/// The full catalogue, grouped by width for readability. Not itself sorted
/// by name — see [`find`] / [`sorted_index`] for the binary-searchable view.
pub static CATALOG: &[CatalogEntry] = &[
    // --- width 3 ---
    entry!("crc-3-gsm", 3, 0x3, 0x0, false, false, 0x7, 0x4, 0x2),
    entry!("crc-3-rohc", 3, 0x3, 0x7, true, true, 0x0, 0x6, 0x0),
    // --- width 4 ---
    entry!("crc-4-g-704", 4, 0x3, 0x0, true, true, 0x0, 0x7, 0x0),
    entry!("crc-4-itu", 4, 0x3, 0x0, true, true, 0x0, 0x7, 0x0),
    entry!("crc-4-interlaken", 4, 0x3, 0xF, false, false, 0xF, 0xB, 0x2),
    // --- width 5 ---
    entry!("crc-5-epc-c1g2", 5, 0x09, 0x09, false, false, 0x00, 0x00, 0x00),
    entry!("crc-5-epc", 5, 0x09, 0x09, false, false, 0x00, 0x00, 0x00),
    entry!("crc-5-g-704", 5, 0x15, 0x00, true, true, 0x00, 0x07, 0x00),
    entry!("crc-5-itu", 5, 0x15, 0x00, true, true, 0x00, 0x07, 0x00),
    entry!("crc-5-usb", 5, 0x05, 0x1F, true, true, 0x1F, 0x19, 0x06),
    // --- width 6 ---
    entry!("crc-6-cdma2000-a", 6, 0x27, 0x3F, false, false, 0x00, 0x0D, 0x00),
    entry!("crc-6-cdma2000-b", 6, 0x07, 0x3F, false, false, 0x00, 0x3B, 0x00),
    entry!("crc-6-darc", 6, 0x19, 0x00, true, true, 0x00, 0x26, 0x00),
    entry!("crc-6-g-704", 6, 0x03, 0x00, true, true, 0x00, 0x06, 0x00),
    entry!("crc-6-itu", 6, 0x03, 0x00, true, true, 0x00, 0x06, 0x00),
    entry!("crc-6-gsm", 6, 0x2F, 0x00, false, false, 0x3F, 0x13, 0x3A),
    // --- width 7 ---
    entry!("crc-7-mmc", 7, 0x09, 0x00, false, false, 0x00, 0x75, 0x00),
    entry!("crc-7-rohc", 7, 0x4F, 0x7F, true, true, 0x00, 0x53, 0x00),
    entry!("crc-7-umts", 7, 0x45, 0x00, false, false, 0x00, 0x61, 0x00),
    // --- width 8 ---
    entry!("crc-8", 8, 0x07, 0x00, false, false, 0x00, 0xF4, 0x00),
    entry!("crc-8-smbus", 8, 0x07, 0x00, false, false, 0x00, 0xF4, 0x00),
    entry!("crc-8-autosar", 8, 0x2F, 0xFF, false, false, 0xFF, 0xDF, 0x42),
    entry!("crc-8-bluetooth", 8, 0xA7, 0x00, true, true, 0x00, 0x26, 0x00),
    entry!("crc-8-cdma2000", 8, 0x9B, 0xFF, false, false, 0x00, 0xDA, 0x00),
    entry!("crc-8-darc", 8, 0x39, 0x00, true, true, 0x00, 0x15, 0x00),
    entry!("crc-8-dvb-s2", 8, 0xD5, 0x00, false, false, 0x00, 0xBC, 0x00),
    entry!("crc-8-gsm-a", 8, 0x1D, 0x00, false, false, 0x00, 0x37, 0x00),
    entry!("crc-8-gsm-b", 8, 0x49, 0x00, false, false, 0xFF, 0x94, 0x53),
    entry!("crc-8-hitag", 8, 0x1D, 0xFF, false, false, 0x00, 0xB4, 0x00),
    entry!("crc-8-i-432-1", 8, 0x07, 0x00, false, false, 0x55, 0xA1, 0xAC),
    entry!("crc-8-itu", 8, 0x07, 0x00, false, false, 0x55, 0xA1, 0xAC),
    entry!("crc-8-i-code", 8, 0x1D, 0xFD, false, false, 0x00, 0x7E, 0x00),
    entry!("crc-8-lte", 8, 0x9B, 0x00, false, false, 0x00, 0xEA, 0x00),
    entry!("crc-8-maxim-dow", 8, 0x31, 0x00, true, true, 0x00, 0xA1, 0x00),
    entry!("crc-8-maxim", 8, 0x31, 0x00, true, true, 0x00, 0xA1, 0x00),
    entry!("dow-crc", 8, 0x31, 0x00, true, true, 0x00, 0xA1, 0x00),
    entry!("crc-8-mifare-mad", 8, 0x1D, 0xC7, false, false, 0x00, 0x99, 0x00),
    entry!("crc-8-nrsc-5", 8, 0x31, 0xFF, false, false, 0x00, 0xF7, 0x00),
    entry!("crc-8-opensafety", 8, 0x2F, 0x00, false, false, 0x00, 0x3E, 0x00),
    entry!("crc-8-rohc", 8, 0x07, 0xFF, true, true, 0x00, 0xD0, 0x00),
    entry!("crc-8-sae-j1850", 8, 0x1D, 0xFF, false, false, 0xFF, 0x4B, 0xC4),
    entry!("crc-8-tech-3250", 8, 0x1D, 0xFF, true, true, 0x00, 0x97, 0x00),
    entry!("crc-8-aes", 8, 0x1D, 0xFF, true, true, 0x00, 0x97, 0x00),
    entry!("crc-8-ebu", 8, 0x1D, 0xFF, true, true, 0x00, 0x97, 0x00),
    entry!("crc-8-wcdma", 8, 0x9B, 0x00, true, true, 0x00, 0x25, 0x00),
    // --- width 10 ---
    entry!("crc-10-atm", 10, 0x233, 0x000, false, false, 0x000, 0x199, 0x000),
    entry!("crc-10-i-610", 10, 0x233, 0x000, false, false, 0x000, 0x199, 0x000),
    entry!("crc-10", 10, 0x233, 0x000, false, false, 0x000, 0x199, 0x000),
    entry!("crc-10-cdma2000", 10, 0x3D9, 0x3FF, false, false, 0x000, 0x233, 0x000),
    entry!("crc-10-gsm", 10, 0x175, 0x000, false, false, 0x3FF, 0x12A, 0x0C6),
    // --- width 11 ---
    entry!("crc-11-flexray", 11, 0x385, 0x01A, false, false, 0x000, 0x5A3, 0x000),
    entry!("crc-11-umts", 11, 0x307, 0x000, false, false, 0x000, 0x061, 0x000),
    // --- width 12 ---
    entry!("crc-12-cdma2000", 12, 0xF13, 0xFFF, false, false, 0x000, 0xD4D, 0x000),
    entry!("crc-12-dect", 12, 0x80F, 0x000, false, false, 0x000, 0xF5B, 0x000),
    entry!("crc-12-gsm", 12, 0xD31, 0x000, false, false, 0xFFF, 0xB34, 0x178),
    entry!("crc-12-umts", 12, 0x80F, 0x000, false, true, 0x000, 0xDAF, 0x000),
    // --- width 13 ---
    entry!("crc-13-bbc", 13, 0x1CF5, 0x0000, false, false, 0x0000, 0x04FA, 0x0000),
    // --- width 14 ---
    entry!("crc-14-darc", 14, 0x0805, 0x0000, true, true, 0x0000, 0x082D, 0x0000),
    entry!("crc-14-gsm", 14, 0x202D, 0x0000, false, false, 0x3FFF, 0x30AE, 0x031E),
    // --- width 15 ---
    entry!("crc-15-can", 15, 0x4599, 0x0000, false, false, 0x0000, 0x059E, 0x0000),
    entry!("crc-15-mpt1327", 15, 0x6815, 0x0000, false, false, 0x0001, 0x2566, 0x6815),
    // --- width 16 ---
    entry!("crc-16-arc", 16, 0x8005, 0x0000, true, true, 0x0000, 0xBB3D, 0x0000),
    entry!("arc", 16, 0x8005, 0x0000, true, true, 0x0000, 0xBB3D, 0x0000),
    entry!("crc-16", 16, 0x8005, 0x0000, true, true, 0x0000, 0xBB3D, 0x0000),
    entry!("crc-ibm", 16, 0x8005, 0x0000, true, true, 0x0000, 0xBB3D, 0x0000),
    entry!("crc-16-lha", 16, 0x8005, 0x0000, true, true, 0x0000, 0xBB3D, 0x0000),
    entry!("crc-16-cdma2000", 16, 0xC867, 0xFFFF, false, false, 0x0000, 0x4C06, 0x0000),
    entry!("crc-16-cms", 16, 0x8005, 0xFFFF, false, false, 0x0000, 0xAEE7, 0x0000),
    entry!("crc-16-dds-110", 16, 0x8005, 0x800D, false, false, 0x0000, 0x9ECF, 0x0000),
    entry!("crc-16-dect-r", 16, 0x0589, 0x0000, false, false, 0x0001, 0x007E, 0x0589),
    entry!("crc-16-dect-x", 16, 0x0589, 0x0000, false, false, 0x0000, 0x007F, 0x0000),
    entry!("crc-16-dnp", 16, 0x3D65, 0x0000, true, true, 0xFFFF, 0xEA82, 0x66C5),
    entry!("crc-16-en-13757", 16, 0x3D65, 0x0000, false, false, 0xFFFF, 0xC2B7, 0xA366),
    entry!("crc-16-genibus", 16, 0x1021, 0xFFFF, false, false, 0xFFFF, 0xD64E, 0x1D0F),
    entry!("crc-16-darc", 16, 0x1021, 0xFFFF, false, false, 0xFFFF, 0xD64E, 0x1D0F),
    entry!("crc-16-epc", 16, 0x1021, 0xFFFF, false, false, 0xFFFF, 0xD64E, 0x1D0F),
    entry!("crc-16-epc-c1g2", 16, 0x1021, 0xFFFF, false, false, 0xFFFF, 0xD64E, 0x1D0F),
    entry!("crc-16-i-code", 16, 0x1021, 0xFFFF, false, false, 0xFFFF, 0xD64E, 0x1D0F),
    entry!("crc-16-gsm", 16, 0x1021, 0x0000, false, false, 0xFFFF, 0xCE3C, 0x1D0F),
    entry!("crc-16-ibm-3740", 16, 0x1021, 0xFFFF, false, false, 0x0000, 0x29B1, 0x0000),
    entry!("crc-16-autosar", 16, 0x1021, 0xFFFF, false, false, 0x0000, 0x29B1, 0x0000),
    entry!("crc-16-ccitt-false", 16, 0x1021, 0xFFFF, false, false, 0x0000, 0x29B1, 0x0000),
    entry!("crc-16-ibm-sdlc", 16, 0x1021, 0xFFFF, true, true, 0xFFFF, 0x906E, 0xF0B8),
    entry!("crc-16-iso-hdlc", 16, 0x1021, 0xFFFF, true, true, 0xFFFF, 0x906E, 0xF0B8),
    entry!("crc-16-iso-iec-14443-3-b", 16, 0x1021, 0xFFFF, true, true, 0xFFFF, 0x906E, 0xF0B8),
    entry!("crc-16-x-25", 16, 0x1021, 0xFFFF, true, true, 0xFFFF, 0x906E, 0xF0B8),
    entry!("crc-16-x25", 16, 0x1021, 0xFFFF, true, true, 0xFFFF, 0x906E, 0xF0B8),
    entry!("crc-b", 16, 0x1021, 0xFFFF, true, true, 0xFFFF, 0x906E, 0xF0B8),
    entry!("crc-16-iso-iec-14443-3-a", 16, 0x1021, 0xC6C6, true, true, 0x0000, 0xBF05, 0x0000),
    entry!("crc-a", 16, 0x1021, 0xC6C6, true, true, 0x0000, 0xBF05, 0x0000),
    entry!("crc-16-kermit", 16, 0x1021, 0x0000, true, true, 0x0000, 0x2189, 0x0000),
    entry!("crc-ccitt", 16, 0x1021, 0x0000, true, true, 0x0000, 0x2189, 0x0000),
    entry!("crc-ccitt-true", 16, 0x1021, 0x0000, true, true, 0x0000, 0x2189, 0x0000),
    entry!("crc-16-ccitt", 16, 0x1021, 0x0000, true, true, 0x0000, 0x2189, 0x0000),
    entry!("crc-16-v-41-lsb", 16, 0x1021, 0x0000, true, true, 0x0000, 0x2189, 0x0000),
    entry!("crc-16-lj1200", 16, 0x6F63, 0x0000, false, false, 0x0000, 0xBDF4, 0x0000),
    entry!("crc-16-m17", 16, 0x5935, 0xFFFF, false, false, 0x0000, 0x772B, 0x0000),
    entry!("crc-16-maxim-dow", 16, 0x8005, 0x0000, true, true, 0xFFFF, 0x44C2, 0xB001),
    entry!("crc-16-maxim", 16, 0x8005, 0x0000, true, true, 0xFFFF, 0x44C2, 0xB001),
    entry!("crc-16-mcrf4xx", 16, 0x1021, 0xFFFF, true, true, 0x0000, 0x6F91, 0x0000),
    entry!("crc-16-modbus", 16, 0x8005, 0xFFFF, true, true, 0x0000, 0x4B37, 0x0000),
    entry!("modbus", 16, 0x8005, 0xFFFF, true, true, 0x0000, 0x4B37, 0x0000),
    entry!("crc-16-nrsc-5", 16, 0x080B, 0xFFFF, true, true, 0x0000, 0xA066, 0x0000),
    entry!("crc-16-opensafety-a", 16, 0x5935, 0x0000, false, false, 0x0000, 0x5D38, 0x0000),
    entry!("crc-16-opensafety-b", 16, 0x755B, 0x0000, false, false, 0x0000, 0x20FE, 0x0000),
    entry!("crc-16-profibus", 16, 0x1DCF, 0xFFFF, false, false, 0xFFFF, 0xA819, 0xE394),
    entry!("crc-16-iec-61158-2", 16, 0x1DCF, 0xFFFF, false, false, 0xFFFF, 0xA819, 0xE394),
    entry!("crc-16-riello", 16, 0x1021, 0xB2AA, true, true, 0x0000, 0x63D0, 0x0000),
    entry!("crc-16-spi-fujitsu", 16, 0x1021, 0x1D0F, false, false, 0x0000, 0xE5CC, 0x0000),
    entry!("crc-16-aug-ccitt", 16, 0x1021, 0x1D0F, false, false, 0x0000, 0xE5CC, 0x0000),
    entry!("crc-16-t10-dif", 16, 0x8BB7, 0x0000, false, false, 0x0000, 0xD0DB, 0x0000),
    entry!("crc-16-teledisk", 16, 0xA097, 0x0000, false, false, 0x0000, 0x0FB3, 0x0000),
    entry!("crc-16-tms37157", 16, 0x1021, 0x89EC, true, true, 0x0000, 0x26B1, 0x0000),
    entry!("crc-16-umts", 16, 0x8005, 0x0000, false, false, 0x0000, 0xFEE8, 0x0000),
    entry!("crc-16-buypass", 16, 0x8005, 0x0000, false, false, 0x0000, 0xFEE8, 0x0000),
    entry!("crc-16-verifone", 16, 0x8005, 0x0000, false, false, 0x0000, 0xFEE8, 0x0000),
    entry!("crc-16-usb", 16, 0x8005, 0xFFFF, true, true, 0xFFFF, 0xB4C8, 0xB001),
    entry!("crc-16-xmodem", 16, 0x1021, 0x0000, false, false, 0x0000, 0x31C3, 0x0000),
    entry!("xmodem", 16, 0x1021, 0x0000, false, false, 0x0000, 0x31C3, 0x0000),
    entry!("zmodem", 16, 0x1021, 0x0000, false, false, 0x0000, 0x31C3, 0x0000),
    entry!("crc-16-acorn", 16, 0x1021, 0x0000, false, false, 0x0000, 0x31C3, 0x0000),
    entry!("crc-16-lte", 16, 0x1021, 0x0000, false, false, 0x0000, 0x31C3, 0x0000),
    entry!("crc-16-v-41-msb", 16, 0x1021, 0x0000, false, false, 0x0000, 0x31C3, 0x0000),
    // --- width 17 ---
    entry!("crc-17-can-fd", 17, 0x1685B, 0x00000, false, false, 0x00000, 0x04F03, 0x00000),
    // --- width 21 ---
    entry!("crc-21-can-fd", 21, 0x102899, 0x000000, false, false, 0x000000, 0x0ED841, 0x000000),
    // --- width 24 ---
    entry!("crc-24-ble", 24, 0x00065B, 0x555555, true, true, 0x000000, 0xC25A56, 0x000000),
    entry!("crc-24-flexray-a", 24, 0x5D6DCB, 0xFEDCBA, false, false, 0x000000, 0x7979BD, 0x000000),
    entry!("crc-24-flexray-b", 24, 0x5D6DCB, 0xABCDEF, false, false, 0x000000, 0x1F23B8, 0x000000),
    entry!("crc-24-interlaken", 24, 0x328B63, 0xFFFFFF, false, false, 0xFFFFFF, 0xB4F3E6, 0x144E63),
    entry!("crc-24-lte-a", 24, 0x864CFB, 0x000000, false, false, 0x000000, 0xCDE703, 0x000000),
    entry!("crc-24-lte-b", 24, 0x800063, 0x000000, false, false, 0x000000, 0x23EF52, 0x000000),
    entry!("crc-24-openpgp", 24, 0x864CFB, 0xB704CE, false, false, 0x000000, 0x21CF02, 0x000000),
    entry!("crc-24-os-9", 24, 0x800063, 0xFFFFFF, false, false, 0xFFFFFF, 0x200FA5, 0x800FE3),
    // --- width 30/31 ---
    entry!("crc-30-cdma", 30, 0x2030B9C7, 0x3FFFFFFF, false, false, 0x3FFFFFFF, 0x04C34ABF, 0x34EFA55),
    entry!("crc-31-philips", 31, 0x04C11DB7, 0x7FFFFFFF, false, false, 0x7FFFFFFF, 0x0CE9E46C, 0x4EAF26F),
    // --- width 32 ---
    entry!("crc-32-aixm", 32, 0x814141AB, 0x00000000, false, false, 0x00000000, 0x3010BF7F, 0x00000000),
    entry!("crc-32-autosar", 32, 0xF4ACFB13, 0xFFFFFFFF, true, true, 0xFFFFFFFF, 0x1697D06A, 0x904CDDBF),
    entry!("crc-32-base91-d", 32, 0xA833982B, 0xFFFFFFFF, true, true, 0xFFFFFFFF, 0x87315576, 0x45270551),
    entry!("crc-32-bzip2", 32, 0x04C11DB7, 0xFFFFFFFF, false, false, 0xFFFFFFFF, 0xFC891918, 0xC704DD7B),
    entry!("crc-32-cd-rom-edc", 32, 0x8001801B, 0x00000000, true, true, 0x00000000, 0x6EC2EDC4, 0x00000000),
    entry!("crc-32-cksum", 32, 0x04C11DB7, 0x00000000, false, false, 0xFFFFFFFF, 0x765E7680, 0xC704DD7B),
    entry!("crc-32-iscsi", 32, 0x1EDC6F41, 0xFFFFFFFF, true, true, 0xFFFFFFFF, 0xE3069283, 0xB798B438),
    entry!("crc-32-base91-c", 32, 0x1EDC6F41, 0xFFFFFFFF, true, true, 0xFFFFFFFF, 0xE3069283, 0xB798B438),
    entry!("crc-32-castagnoli", 32, 0x1EDC6F41, 0xFFFFFFFF, true, true, 0xFFFFFFFF, 0xE3069283, 0xB798B438),
    entry!("crc-32-interlaken", 32, 0x1EDC6F41, 0xFFFFFFFF, true, true, 0xFFFFFFFF, 0xE3069283, 0xB798B438),
    entry!("crc-32c", 32, 0x1EDC6F41, 0xFFFFFFFF, true, true, 0xFFFFFFFF, 0xE3069283, 0xB798B438),
    entry!("crc-32-iso-hdlc", 32, 0x04C11DB7, 0xFFFFFFFF, true, true, 0xFFFFFFFF, 0xCBF43926, 0xDEBB20E3),
    entry!("crc-32", 32, 0x04C11DB7, 0xFFFFFFFF, true, true, 0xFFFFFFFF, 0xCBF43926, 0xDEBB20E3),
    entry!("crc-32-adccp", 32, 0x04C11DB7, 0xFFFFFFFF, true, true, 0xFFFFFFFF, 0xCBF43926, 0xDEBB20E3),
    entry!("crc-32-v-42", 32, 0x04C11DB7, 0xFFFFFFFF, true, true, 0xFFFFFFFF, 0xCBF43926, 0xDEBB20E3),
    entry!("crc-32-xz", 32, 0x04C11DB7, 0xFFFFFFFF, true, true, 0xFFFFFFFF, 0xCBF43926, 0xDEBB20E3),
    entry!("pkzip", 32, 0x04C11DB7, 0xFFFFFFFF, true, true, 0xFFFFFFFF, 0xCBF43926, 0xDEBB20E3),
    entry!("crc-32-jamcrc", 32, 0x04C11DB7, 0xFFFFFFFF, true, true, 0x00000000, 0x340BC6D9, 0x00000000),
    entry!("jamcrc", 32, 0x04C11DB7, 0xFFFFFFFF, true, true, 0x00000000, 0x340BC6D9, 0x00000000),
    entry!("crc-32-mef", 32, 0x741B8CD7, 0xFFFFFFFF, true, true, 0x00000000, 0xD2C22F51, 0x00000000),
    entry!("crc-32-mpeg-2", 32, 0x04C11DB7, 0xFFFFFFFF, false, false, 0x00000000, 0x0376E6E7, 0x00000000),
    entry!("crc-32-xfer", 32, 0x000000AF, 0x00000000, false, false, 0x00000000, 0xBD0BE338, 0x00000000),
    entry!("xfer", 32, 0x000000AF, 0x00000000, false, false, 0x00000000, 0xBD0BE338, 0x00000000),
    // --- width 40 ---
    entry!("crc-40-gsm", 40, 0x0004820009, 0x0000000000, false, false, 0xFFFFFFFFFF, 0xD4164FC646, 0xC4FF8071FF),
    // --- width 64 ---
    entry!("crc-64-ecma-182", 64, 0x42F0E1EBA9EA3693, 0x0000000000000000, false, false, 0x0000000000000000, 0x6C40DF5F0B497347, 0x0000000000000000),
    entry!("crc-64-go-iso", 64, 0x000000000000001B, 0xFFFFFFFFFFFFFFFF, true, true, 0xFFFFFFFFFFFFFFFF, 0xB90956C775A41001, 0x5300000000000000),
    entry!("crc-64-ms", 64, 0x259C84CBA6426349, 0xFFFFFFFFFFFFFFFF, true, true, 0x0000000000000000, 0x75D4B74F024ECEEA, 0x0000000000000000),
    entry!("crc-64-nvme", 64, 0xAD93D23594C93659, 0xFFFFFFFFFFFFFFFF, true, true, 0xFFFFFFFFFFFFFFFF, 0xAE8B14860A799888, 0xF310303B2B6F6E42),
    entry!("crc-64-redis", 64, 0xAD93D23594C935A9, 0x0000000000000000, true, true, 0x0000000000000000, 0xE9C6D914C4B8D9CA, 0x0000000000000000),
    entry!("crc-64-we", 64, 0x42F0E1EBA9EA3693, 0xFFFFFFFFFFFFFFFF, false, false, 0xFFFFFFFFFFFFFFFF, 0x62EC59E3F1A4F00A, 0xFCACBEBD5931A992),
    entry!("crc-64-xz", 64, 0x42F0E1EBA9EA3693, 0xFFFFFFFFFFFFFFFF, true, true, 0xFFFFFFFFFFFFFFFF, 0x995DC9BBDF1939FA, 0x49958C9ABD7D353F),
    entry!("crc-64-go-ecma", 64, 0x42F0E1EBA9EA3693, 0xFFFFFFFFFFFFFFFF, true, true, 0xFFFFFFFFFFFFFFFF, 0x995DC9BBDF1939FA, 0x49958C9ABD7D353F),
];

**What the exercise asks**
From the material above, return every line that contains "modbus".

**Solution below**
    entry!("crc-16-modbus", 16, 0x8005, 0xFFFF, true, true, 0x0000, 0x4B37, 0x0000),
    entry!("modbus", 16, 0x8005, 0xFFFF, true, true, 0x0000, 0x4B37, 0x0000),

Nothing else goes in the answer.